The Tenth Schedule was strengthened in 2003 by an amendment that removed the earlier ‘split’ provision, which had allowed one-third of a party’s members to defect without penalty. However, the ‘merger’ exception was retained, under which disqualification does not apply if two-thirds of a party’s legislators agree to merge with another party. Engineered splits are now being dressed up as mergers, letting groups defect without inviting disqualification.
The legal validity of such claims is contested, as the Supreme Court of India has made clear that a merger cannot be of the legislature party alone and must involve the parent party as well. Despite this, presiding officers continue to wave through such stretched claims, and the practice keeps gathering pace.
The Sena splintering follows close on the heels of the TMC rebellion, where a rebel group claiming the support of 20 of the TMC’s 28 Lok Sabha MPs has aligned itself with the BJP-led NDA, seeking a merger with another party. In April, AAP MPs in the Rajya Sabha had joined the BJP, reducing AAP’s Rajya Sabha strength from 10 to three. Now, three TMC members of the Rajya Sabha have resigned.

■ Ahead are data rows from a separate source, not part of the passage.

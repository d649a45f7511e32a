//! Script parsing.

use std::path::Path;
use crate::script::ScriptError;
use crate::sim::{Mode, SimConfig};

/// Largest count a single `pulse` line may ask for. Every pulse records a
/// snapshot, so this bounds the memory one line can take.
pub const MAX_PULSES_PER_LINE: u32 = 10_000;

/// One operation on a simulator.
#[derive(Debug, Clone, PartialEq, Eq)]
pub enum Command {
    /// `load <bits>`: queue a serial string (SISO/SIPO).
    Load(String),
    /// `parallel <index> <bit>`: set one parallel input line. The index is
    /// kept signed so negative values reach the simulator's range check.
    ParallelBit { index: i64, value: u8 },
    /// `parallel <bits>`: set every parallel input line.
    ParallelWord(String),
    /// `serial <bit>`: set the PISO serial input.
    Serial(u8),
    /// `pulse [count]`
    Pulse(u32),
    /// `show`: record a snapshot without changing anything.
    Show,
}

/// A parsed script: simulator config plus commands with their line numbers.
#[derive(Debug, Clone, PartialEq, Eq, Default)]
pub struct Script {
    pub config: SimConfig,
    pub commands: Vec<(usize, Command)>,
}

impl Script {
    /// Number of operations (header lines excluded).
    pub fn len(&self) -> usize {
        self.commands.len()
    }

    /// True if the script has no operations.
    pub fn is_empty(&self) -> bool {
        self.commands.is_empty()
    }
}

/// Read and parse a script file.
pub fn load_script<P: AsRef<Path>>(path: P) -> Result<Script, ScriptError> {
    let source = std::fs::read_to_string(path.as_ref())?;
    parse_script(&source)
}

/// Parse script source text.
pub fn parse_script(source: &str) -> Result<Script, ScriptError> {
    let mut script = Script::default();

    for (idx, raw) in source.lines().enumerate() {
        let line = idx + 1;
        let text = match raw.find(';') {
            Some(pos) => &raw[..pos],
            None => raw,
        };
        let mut words = text.split_whitespace();
        let Some(keyword) = words.next() else {
            continue;
        };
        let args: Vec<&str> = words.collect();
        let err = |message: String| ScriptError::ParseError { line, message };

        match keyword.to_ascii_lowercase().as_str() {
            "mode" | "width" if !script.commands.is_empty() => {
                return Err(err(format!("'{}' must come before the first operation", keyword)));
            }
            "mode" => {
                let [name] = args[..] else {
                    return Err(err("usage: mode <siso|sipo|piso|pipo>".into()));
                };
                script.config.mode = name
                    .parse::<Mode>()
                    .map_err(|e| ScriptError::SimError { line, source: e })?;
            }
            "width" => {
                let [value] = args[..] else {
                    return Err(err("usage: width <n>".into()));
                };
                let width: usize = value
                    .parse()
                    .map_err(|_| err(format!("invalid width '{}'", value)))?;
                script.config.width = width;
                script
                    .config
                    .validate()
                    .map_err(|e| ScriptError::SimError { line, source: e })?;
            }
            "load" => {
                let [bits] = args[..] else {
                    return Err(err("usage: load <bits>".into()));
                };
                script.commands.push((line, Command::Load(bits.to_string())));
            }
            "parallel" => {
                let command = match args[..] {
                    [bits] => Command::ParallelWord(bits.to_string()),
                    [index, value] => Command::ParallelBit {
                        index: index
                            .parse()
                            .map_err(|_| err(format!("invalid index '{}'", index)))?,
                        value: parse_u8(value).map_err(err)?,
                    },
                    _ => return Err(err("usage: parallel <bits> | parallel <index> <bit>".into())),
                };
                script.commands.push((line, command));
            }
            "serial" => {
                let [value] = args[..] else {
                    return Err(err("usage: serial <bit>".into()));
                };
                script.commands.push((line, Command::Serial(parse_u8(value).map_err(err)?)));
            }
            "pulse" => {
                let count: u32 = match args[..] {
                    [] => 1,
                    [n] => n
                        .parse()
                        .map_err(|_| err(format!("invalid pulse count '{}'", n)))?,
                    _ => return Err(err("usage: pulse [count]".into())),
                };
                if count > MAX_PULSES_PER_LINE {
                    return Err(err(format!(
                        "pulse count {} exceeds the limit of {}",
                        count, MAX_PULSES_PER_LINE
                    )));
                }
                script.commands.push((line, Command::Pulse(count)));
            }
            "show" => {
                if !args.is_empty() {
                    return Err(err("'show' takes no arguments".into()));
                }
                script.commands.push((line, Command::Show));
            }
            other => return Err(err(format!("unknown command '{}'", other))),
        }
    }

    Ok(script)
}

/// Parse a bit value. Range checking is left to the simulator so the
/// reported error kind matches a direct call.
fn parse_u8(text: &str) -> Result<u8, String> {
    text.parse().map_err(|_| format!("invalid bit value '{}'", text))
}
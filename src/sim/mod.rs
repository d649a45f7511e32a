//! Clocked shift-register simulation.
//!
//! One state machine covers all four register kinds:
//! - SISO / SIPO: a queue of serial bits shifted in one per pulse
//! - PISO: a single parallel load, then serial shifting forever
//! - PIPO: a parallel load on every pulse

pub mod config;
pub mod mode;
pub mod simulator;
pub mod snapshot;

pub use config::SimConfig;
pub use mode::{Mode, LoadShift};
pub use simulator::{ShiftRegisterSimulator, SimError, Transition};
pub use snapshot::Snapshot;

For all practical purposes, the Tenth Schedule has become redundant and irrelevant, as the Court keeps key decisions pending. The surge in these crossovers, which has the cumulative effect of increasing the strength of the ruling NDA in the Lok Sabha and the Rajya Sabha, raises questions beyond technicalities. At present, the NDA does not have the two-thirds majority in Parliament needed to pass constitutional amendments. The threshold of two-thirds for constitutional amendments is kept high to ensure a wide political consensus. Bypassing that intent through defections – whatever name they go by – is an affront to representative democracy and the spirit of the Constitution.